→ **Required action**: Show all lines of the listing that contain the word "Platform".

● ● ●

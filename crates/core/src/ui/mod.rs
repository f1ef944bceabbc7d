//! Shared UI components
//!
//! Platform-agnostic rendering of the dashboard widgets using egui.
//! Platform-specific details (image loading, opening links) are abstracted via traits.

mod chat_panel;
mod dashboard;
mod skills_panel;

pub use chat_panel::*;
pub use dashboard::*;
pub use skills_panel::*;
//! Page routes and the query parameters the OAuth redirects carry

pub const LANDING_PATH: &str = "/";
pub const HOME_PATH: &str = "/home";
pub const PROFILE_PATH: &str = "/profile";
pub const PROJECTS_PATH: &str = "/projects";
pub const CALLBACK_PATH: &str = "/auth/callback";

#[derive(Debug, Clone, Copy, PartialEq, Eq, Default)]
pub enum Route {
    #[default]
    Landing,
    Home,
    Profile,
    Projects,
    AuthCallback,
}

impl Route {
    /// Unknown paths land on the landing page
    pub fn from_path(path: &str) -> Self {
        let trimmed = path.trim_end_matches('/');
        match trimmed {
            "" => Route::Landing,
            HOME_PATH | "/dashboard" => Route::Home,
            PROFILE_PATH => Route::Profile,
            PROJECTS_PATH => Route::Projects,
            CALLBACK_PATH => Route::AuthCallback,
            _ => Route::Landing,
        }
    }

    pub fn path(&self) -> &'static str {
        match self {
            Route::Landing => LANDING_PATH,
            Route::Home => HOME_PATH,
            Route::Profile => PROFILE_PATH,
            Route::Projects => PROJECTS_PATH,
            Route::AuthCallback => CALLBACK_PATH,
        }
    }

    pub fn requires_auth(&self) -> bool {
        matches!(self, Route::Home | Route::Profile | Route::Projects)
    }
}

/// Decode `?a=1&b=two` into pairs. Keys without a value map to "".
pub fn parse_query(search: &str) -> Vec<(String, String)> {
    search
        .trim_start_matches('?')
        .split('&')
        .filter(|pair| !pair.is_empty())
        .map(|pair| {
            let (key, value) = pair.split_once('=').unwrap_or((pair, ""));
            (decode(key), decode(value))
        })
        .collect()
}

fn decode(raw: &str) -> String {
    let spaced = raw.replace('+', " ");
    urlencoding::decode(&spaced)
        .map(|s| s.into_owned())
        .unwrap_or(spaced)
}

fn query_value(pairs: &[(String, String)], key: &str) -> Option<String> {
    pairs
        .iter()
        .find(|(k, _)| k == key)
        .map(|(_, v)| v.clone())
        .filter(|v| !v.is_empty())
}

/// Session handed over by the backend in a redirect URL
#[derive(Debug, Clone, PartialEq, Eq)]
pub struct LoginRedirect {
    pub username: String,
    pub token: String,
    pub user_id: Option<String>,
}

impl LoginRedirect {
    /// `/home?token=..&username=..&user_id=..`
    pub fn from_home_query(search: &str) -> Option<Self> {
        let pairs = parse_query(search);
        Some(Self {
            token: query_value(&pairs, "token")?,
            username: query_value(&pairs, "username")?,
            user_id: query_value(&pairs, "user_id"),
        })
    }

    /// `/auth/callback?access_token=..&username=..`
    pub fn from_callback_query(search: &str) -> Option<Self> {
        let pairs = parse_query(search);
        Some(Self {
            token: query_value(&pairs, "access_token")?,
            username: query_value(&pairs, "username")?,
            user_id: query_value(&pairs, "user_id"),
        })
    }
}

#[cfg(test)]
mod tests {
    use super::*;

    #[test]
    fn routes_from_paths() {
        assert_eq!(Route::from_path("/"), Route::Landing);
        assert_eq!(Route::from_path("/home/"), Route::Home);
        assert_eq!(Route::from_path("/auth/callback"), Route::AuthCallback);
        assert_eq!(Route::from_path("/nope"), Route::Landing);
        assert!(Route::Profile.requires_auth());
        assert!(!Route::AuthCallback.requires_auth());
    }

    #[test]
    fn home_redirect_uses_token_param() {
        let login = LoginRedirect::from_home_query("?token=abc&username=octo%20cat&user_id=7").unwrap();
        assert_eq!(login.token, "abc");
        assert_eq!(login.username, "octo cat");
        assert_eq!(login.user_id.as_deref(), Some("7"));
        assert_eq!(LoginRedirect::from_home_query("?access_token=abc&username=octo"), None);
    }

    #[test]
    fn callback_redirect_uses_access_token_param() {
        let login = LoginRedirect::from_callback_query("access_token=xyz&username=octo").unwrap();
        assert_eq!(login.token, "xyz");
        assert_eq!(login.user_id, None);
        assert_eq!(LoginRedirect::from_callback_query("?token=xyz&username=octo"), None);
    }

    #[test]
    fn empty_values_count_as_missing() {
        assert_eq!(LoginRedirect::from_home_query("?token=&username=octo"), None);
        assert_eq!(parse_query(""), Vec::<(String, String)>::new());
        assert_eq!(parse_query("?flag"), vec![("flag".to_string(), String::new())]);
    }
}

● ● ●

→ **Output below**:
//! Platform-agnostic rendering of the dashboard widgets using egui.
//! Platform-specific details (image loading, opening links) are abstracted via traits.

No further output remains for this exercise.